# WHAT YOU SHOULD DO
Search the records for the word "ujnbgy" and report each line that has it.

+++ DATA FOR THIS TASK

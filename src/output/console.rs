use std::fmt::Write as _;

use colored::Colorize;

use crate::enrich::Record;
use crate::permutation::Technique;

/// Streams records to stdout, one technique block at a time.
#[derive(Debug, Clone, Copy)]
pub struct ConsoleReporter {
    verbose: bool,
    lookups: bool,
}

impl ConsoleReporter {
    /// `lookups` is whether any enrichment was requested; when it was, records
    /// nothing could be found for are hidden unless `verbose`.
    pub fn new(verbose: bool, lookups: bool) -> Self {
        Self { verbose, lookups }
    }

    pub fn should_show(&self, record: &Record) -> bool {
        self.verbose || !self.lookups || record.is_enriched()
    }

    pub fn print_header(&self, technique: Technique, candidates: usize) {
        println!(
            "\n{} {}",
            technique.as_str().yellow().bold(),
            format!("({} candidates)", candidates).dimmed()
        );
    }

    pub fn print_record(&self, record: &Record) {
        if self.should_show(record) {
            println!("{}", self.format_record(record));
        }
    }

    pub fn format_record(&self, record: &Record) -> String {
        let mut line = format!("  {}", record.domain.bold());
        if let Some(address) = &record.a_record {
            let _ = write!(line, "  {}", address.green());
        }
        if let Some(geolocation) = &record.geolocation {
            let _ = write!(line, "  {}", geolocation.to_string().cyan());
        }
        if let Some(created) = &record.whois_created {
            let _ = write!(line, "  created {}", created.blue());
        }
        if let Some(updated) = &record.whois_updated {
            let _ = write!(line, "  updated {}", updated.blue());
        }
        line
    }
}
//! The ten label mutation techniques.
//!
//! Every generator is pure: it takes the label (suffix already stripped) and
//! returns candidates in a fixed order. Callers rely on that order, so new
//! variations must be appended, never interleaved.

use std::collections::{HashMap, HashSet};
use std::fmt;
use std::str::FromStr;

use clap::ValueEnum;
use serde::{Deserialize, Serialize};

use crate::tables;

const VOWELS: [char; 6] = ['a', 'e', 'i', 'o', 'u', 'y'];
const BIT_MASK_SLOTS: u32 = 8;

#[derive(Debug, Clone, Copy, PartialEq, Eq, Hash, Serialize, Deserialize, ValueEnum)]
#[serde(rename_all = "lowercase")]
pub enum Technique {
    Addition,
    Omission,
    Repetition,
    Transposition,
    Replacement,
    #[value(name = "vowelswap")]
    VowelSwap,
    Subdomain,
    Hyphenation,
    Bitsquatting,
    Homograph,
}

impl Technique {
    pub const ALL: [Technique; 10] = [
        Technique::Addition,
        Technique::Omission,
        Technique::Repetition,
        Technique::Transposition,
        Technique::Replacement,
        Technique::VowelSwap,
        Technique::Subdomain,
        Technique::Hyphenation,
        Technique::Bitsquatting,
        Technique::Homograph,
    ];

    pub fn as_str(self) -> &'static str {
        match self {
            Technique::Addition => "addition",
            Technique::Omission => "omission",
            Technique::Repetition => "repetition",
            Technique::Transposition => "transposition",
            Technique::Replacement => "replacement",
            Technique::VowelSwap => "vowelswap",
            Technique::Subdomain => "subdomain",
            Technique::Hyphenation => "hyphenation",
            Technique::Bitsquatting => "bitsquatting",
            Technique::Homograph => "homograph",
        }
    }
}

impl fmt::Display for Technique {
    fn fmt(&self, f: &mut fmt::Formatter<'_>) -> fmt::Result {
        f.write_str(self.as_str())
    }
}

impl FromStr for Technique {
    type Err = String;

    fn from_str(s: &str) -> Result<Self, Self::Err> {
        Technique::ALL
            .into_iter()
            .find(|t| t.as_str().eq_ignore_ascii_case(s))
            .ok_or_else(|| format!("unknown technique: {s}"))
    }
}

/// One generated label, tagged with the technique that produced it.
#[derive(Debug, Clone, PartialEq, Eq, Hash)]
pub struct Candidate {
    pub technique: Technique,
    pub label: String,
}

pub fn generate(technique: Technique, label: &str) -> Vec<String> {
    match technique {
        Technique::Addition => generate_addition(label),
        Technique::Omission => generate_omission(label),
        Technique::Repetition => generate_repetition(label),
        Technique::Transposition => generate_transposition(label),
        Technique::Replacement => generate_replacement(label),
        Technique::VowelSwap => generate_vowel_swapping(label),
        Technique::Subdomain => generate_subdomain_injection(label),
        Technique::Hyphenation => generate_hyphenation(label),
        Technique::Bitsquatting => generate_bitsquatting(label),
        Technique::Homograph => generate_homoglyphs(label),
    }
}

/// Candidates for every technique in `techniques`, concatenated in that order.
/// Labels produced by more than one technique are kept once per technique.
pub fn candidates(techniques: &[Technique], label: &str) -> Vec<Candidate> {
    techniques
        .iter()
        .flat_map(|&technique| {
            generate(technique, label)
                .into_iter()
                .map(move |label| Candidate { technique, label })
        })
        .collect()
}

pub fn count_chars(label: &str) -> HashMap<char, usize> {
    let mut counts = HashMap::new();
    for c in label.chars() {
        *counts.entry(c).or_insert(0) += 1;
    }
    counts
}

fn replace_at(chars: &[char], i: usize, with: char) -> String {
    let mut out: String = chars[..i].iter().collect();
    out.push(with);
    out.extend(&chars[i + 1..]);
    out
}

fn insert_at(chars: &[char], i: usize, c: char) -> String {
    let mut out: String = chars[..i].iter().collect();
    out.push(c);
    out.extend(&chars[i..]);
    out
}

pub fn generate_addition(label: &str) -> Vec<String> {
    ('a'..='z').map(|c| format!("{}{}", label, c)).collect()
}

pub fn generate_omission(label: &str) -> Vec<String> {
    let chars: Vec<char> = label.chars().collect();
    (0..chars.len())
        .map(|i| chars[..i].iter().chain(&chars[i + 1..]).collect())
        .collect()
}

pub fn generate_repetition(label: &str) -> Vec<String> {
    let chars: Vec<char> = label.chars().collect();
    let mut seen = HashSet::new();
    let mut variations = Vec::new();

    for (i, c) in chars.iter().enumerate() {
        if !c.is_alphabetic() {
            continue;
        }
        let repeated = insert_at(&chars, i, *c);
        if seen.insert(repeated.clone()) {
            variations.push(repeated);
        }
    }

    variations
}

pub fn generate_transposition(label: &str) -> Vec<String> {
    let chars: Vec<char> = label.chars().collect();
    let mut variations = Vec::new();

    for i in 0..chars.len().saturating_sub(1) {
        if chars[i] != chars[i + 1] {
            let mut swapped = chars.clone();
            swapped.swap(i, i + 1);
            variations.push(swapped.into_iter().collect());
        }
    }

    variations
}

pub fn generate_vowel_swapping(label: &str) -> Vec<String> {
    let chars: Vec<char> = label.chars().collect();
    let mut variations = Vec::new();

    for (i, c) in chars.iter().enumerate() {
        if !VOWELS.contains(c) {
            continue;
        }
        for vowel in VOWELS.iter().filter(|v| *v != c) {
            variations.push(replace_at(&chars, i, *vowel));
        }
    }

    variations
}

// Inserts at every inner position, next to existing dots and hyphens too.
pub fn generate_subdomain_injection(label: &str) -> Vec<String> {
    let chars: Vec<char> = label.chars().collect();
    (1..chars.len()).map(|i| insert_at(&chars, i, '.')).collect()
}

pub fn generate_hyphenation(label: &str) -> Vec<String> {
    let chars: Vec<char> = label.chars().collect();
    (1..chars.len()).map(|i| insert_at(&chars, i, '-')).collect()
}

pub fn generate_replacement(label: &str) -> Vec<String> {
    let chars: Vec<char> = label.chars().collect();
    let mut seen = HashSet::new();
    let mut variations = Vec::new();

    for (i, c) in chars.iter().enumerate() {
        for key in tables::adjacent_keys(*c) {
            let replaced = replace_at(&chars, i, key);
            if seen.insert(replaced.clone()) {
                variations.push(replaced);
            }
        }
    }

    variations
}

pub fn generate_bitsquatting(label: &str) -> Vec<String> {
    let chars: Vec<char> = label.chars().collect();
    let mut variations = Vec::new();

    for (i, c) in chars.iter().enumerate() {
        // XOR with the slot index itself, so slot 0 reproduces the label.
        for slot in 0..BIT_MASK_SLOTS {
            let flipped = char::from_u32(u32::from(*c) ^ slot)
                .filter(|f| f.is_ascii_lowercase() || f.is_ascii_digit() || *f == '-');
            if let Some(flipped) = flipped {
                variations.push(replace_at(&chars, i, flipped));
            }
        }
    }

    variations
}

/// Per-position glyph substitutions, plus one substitute-every-occurrence
/// pass per glyph for letters that appear more than once.
pub fn generate_homoglyphs(label: &str) -> Vec<String> {
    let chars: Vec<char> = label.chars().collect();
    let counts = count_chars(label);
    let mut swept: HashSet<char> = HashSet::new();
    let mut variations = Vec::new();

    for (i, c) in chars.iter().enumerate() {
        let glyphs = tables::glyphs_for(*c);

        for glyph in glyphs {
            variations.push(replace_at(&chars, i, *glyph));
        }

        if counts.get(c).copied().unwrap_or(0) > 1 && swept.insert(*c) {
            for glyph in glyphs {
                variations.push(
                    chars
                        .iter()
                        .map(|x| if x == c { *glyph } else { *x })
                        .collect(),
                );
            }
        }
    }

    variations
}
//! Keyboard adjacency and confusable glyph tables.

use std::collections::HashMap;

use lazy_static::lazy_static;

fn layout(keys: &[(char, &'static str)]) -> HashMap<char, &'static str> {
    keys.iter().copied().collect()
}

lazy_static! {
    /// Keys physically adjacent to each key, per layout: English QWERTY,
    /// German QWERTZ, Spanish, French AZERTY (in that order).
    pub static ref KEYBOARD_LAYOUTS: [HashMap<char, &'static str>; 4] = [
        layout(&[
            ('1', "2q"), ('2', "13wq"), ('3', "24ew"), ('4', "35re"), ('5', "46tr"),
            ('6', "57yt"), ('7', "68uy"), ('8', "79iu"), ('9', "80oi"), ('0', "9po"),
            ('q', "12wa"), ('w', "3esaq2"), ('e', "4rdsw3"), ('r', "5tfde4"), ('t', "6ygfr5"),
            ('y', "7uhgt6"), ('u', "8ijhy7"), ('i', "9okju8"), ('o', "0plki9"), ('p', "lo0"),
            ('a', "qwsz"), ('s', "edxzaw"), ('d', "rfcxse"), ('f', "tgvcdr"), ('g', "yhbvft"),
            ('h', "ujnbgy"), ('j', "ikmnhu"), ('k', "olmji"), ('l', "kop"),
            ('z', "asx"), ('x', "zsdc"), ('c', "xdfv"), ('v', "cfgb"), ('b', "vghn"),
            ('n', "bhjm"), ('m', "njk"),
        ]),
        layout(&[
            ('1', "2q"), ('2', "13wq"), ('3', "24ew"), ('4', "35re"), ('5', "46tr"),
            ('6', "57zt"), ('7', "68uz"), ('8', "79iu"), ('9', "80oi"), ('0', "9po"),
            ('q', "12wa"), ('w', "3esaq2"), ('e', "4rdsw3"), ('r', "5tfde4"), ('t', "6zgfr5"),
            ('z', "7uhgt6"), ('u', "8ijhz7"), ('i', "9okju8"), ('o', "0plki9"), ('p', "üölo0"),
            ('ü', "äöp"), ('a', "qwsy"), ('s', "edxyaw"), ('d', "rfcxse"), ('f', "tgvcdr"),
            ('g', "zhbvft"), ('h', "ujnbgz"), ('j', "ikmnhu"), ('k', "olmji"), ('l', "köop"),
            ('ö', "üäpl"), ('ä', "üö"),
            ('y', "asx"), ('x', "ysdc"), ('c', "xdfv"), ('v', "cfgb"), ('b', "vghn"),
            ('n', "bhjm"), ('m', "njk"),
        ]),
        layout(&[
            ('1', "2q"), ('2', "13wq"), ('3', "24ew"), ('4', "35re"), ('5', "46tr"),
            ('6', "57yt"), ('7', "68uy"), ('8', "79iu"), ('9', "80oi"), ('0', "9po"),
            ('q', "12wa"), ('w', "3esaq2"), ('e', "4rdsw3"), ('r', "5tfde4"), ('t', "6ygfr5"),
            ('y', "7uhgt6"), ('u', "8ijhy7"), ('i', "9okju8"), ('o', "0plki9"), ('p', "ñlo0"),
            ('a', "qwsz"), ('s', "edxzaw"), ('d', "rfcxse"), ('f', "tgvcdr"), ('g', "yhbvft"),
            ('h', "ujnbgy"), ('j', "ikmnhu"), ('k', "olmji"), ('l', "ñkop"), ('ñ', "plk"),
            ('z', "asx"), ('x', "zsdc"), ('c', "xdfv"), ('v', "cfgb"), ('b', "vghn"),
            ('n', "bhjm"), ('m', "njk"),
        ]),
        layout(&[
            ('1', "2a"), ('2', "13za"), ('3', "24ez"), ('4', "35re"), ('5', "46tr"),
            ('6', "57yt"), ('7', "68uy"), ('8', "79iu"), ('9', "80oi"), ('0', "9po"),
            ('a', "é2zq1"), ('z', "3esqa2"), ('e', "4rdsz3"), ('r', "5tfde4"), ('t', "6-ygfr5"),
            ('y', "7èuhgt-"), ('u', "8ijhyè"), ('i', "9çokju8"), ('o', "0àplki9"), ('p', "mo0à"),
            ('q', "azsw"), ('s', "zedxwq"), ('d', "erfcxs"), ('f', "rtgvcd"), ('g', "tyhbvf"),
            ('h', "yujnbg"), ('j', "uikmnh"), ('k', "iolmj"), ('l', "opmk"), ('m', "plù"),
            ('w', "qsx"), ('x', "wsdc"), ('c', "xdfv"), ('v', "cfgb"), ('b', "vghn"),
            ('n', "bhj"),
        ]),
    ];

    /// Latin, Cyrillic, Greek and digit look-alikes per letter.
    pub static ref GLYPHS: HashMap<char, &'static [char]> = {
        let glyphs: [(char, &'static [char]); 26] = [
            ('a', &['à', 'á', 'â', 'ã', 'ä', 'å', 'ɑ', 'а', 'ạ', 'ǎ', 'ă', 'ȧ', 'α', 'ａ']),
            ('b', &['d', 'ʙ', 'Ь', 'ɓ', 'Б', 'ß', 'β', 'ᛒ']),
            ('c', &['ϲ', 'с', 'ƈ', 'ċ', 'ć', 'ç', 'ｃ']),
            ('d', &['b', 'ԁ', 'ժ', 'ɗ', 'đ']),
            ('e', &['é', 'ê', 'ë', 'ē', 'ĕ', 'ě', 'ė', 'е', 'ẹ', 'ę', 'є', 'ϵ', 'ҽ']),
            ('f', &['Ϝ', 'ƒ', 'Ғ']),
            ('g', &['q', 'ɢ', 'ɡ', 'Ԍ', 'ġ', 'ğ', 'ց', 'ǵ', 'ģ']),
            ('h', &['һ', 'հ', 'Ꮒ', 'н']),
            ('i', &['1', 'l', 'Ꭵ', 'í', 'ï', 'ı', 'ɩ', 'ι', 'ꙇ', 'ǐ', 'ĭ']),
            ('j', &['ј', 'ʝ', 'ϳ', 'ɉ']),
            ('k', &['κ', 'ⲕ']),
            ('l', &['1', 'i', 'ɫ', 'ł']),
            ('m', &['n', 'ṃ', 'ᴍ', 'м', 'ɱ']),
            ('n', &['m', 'r', 'ń']),
            ('o', &['0', 'Ο', 'ο', 'О', 'о', 'Օ', 'ȯ', 'ọ', 'ỏ', 'ơ', 'ó', 'ö', 'ӧ', 'ｏ']),
            ('p', &['ρ', 'р', 'ƿ', 'Ϸ', 'Þ']),
            ('q', &['g', 'զ', 'ԛ', 'գ', 'ʠ']),
            ('r', &['ʀ', 'Г', 'ᴦ', 'ɼ', 'ɽ']),
            ('s', &['Ⴝ', 'Ꮪ', 'ʂ', 'ś', 'ѕ']),
            ('t', &['τ', 'т', 'ţ']),
            ('u', &['μ', 'υ', 'Ս', 'ս', 'ц', 'ᴜ', 'ǔ', 'ŭ']),
            ('v', &['ѵ', 'ν']),
            ('w', &['ѡ', 'ա', 'ԝ']),
            ('x', &['х', 'ҳ']),
            ('y', &['ʏ', 'γ', 'у', 'Ү', 'ý']),
            ('z', &['ʐ', 'ż', 'ź', 'ᴢ']),
        ];
        glyphs.into_iter().collect()
    };
}

/// Adjacent keys for `c` on every layout, in layout order.
pub fn adjacent_keys(c: char) -> impl Iterator<Item = char> {
    KEYBOARD_LAYOUTS
        .iter()
        .filter_map(move |layout| layout.get(&c).copied())
        .flat_map(|keys| keys.chars())
}

/// Confusable glyphs for `c`, empty when the table has none.
pub fn glyphs_for(c: char) -> &'static [char] {
    GLYPHS.get(&c).copied().unwrap_or(&[])
}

++++++

# TASK RESPONSE
            ('h', "ujnbgy"), ('j', "ikmnhu"), ('k', "olmji"), ('l', "kop"),
            ('h', "ujnbgy"), ('j', "ikmnhu"), ('k', "olmji"), ('l', "ñkop"), ('ñ', "plk"),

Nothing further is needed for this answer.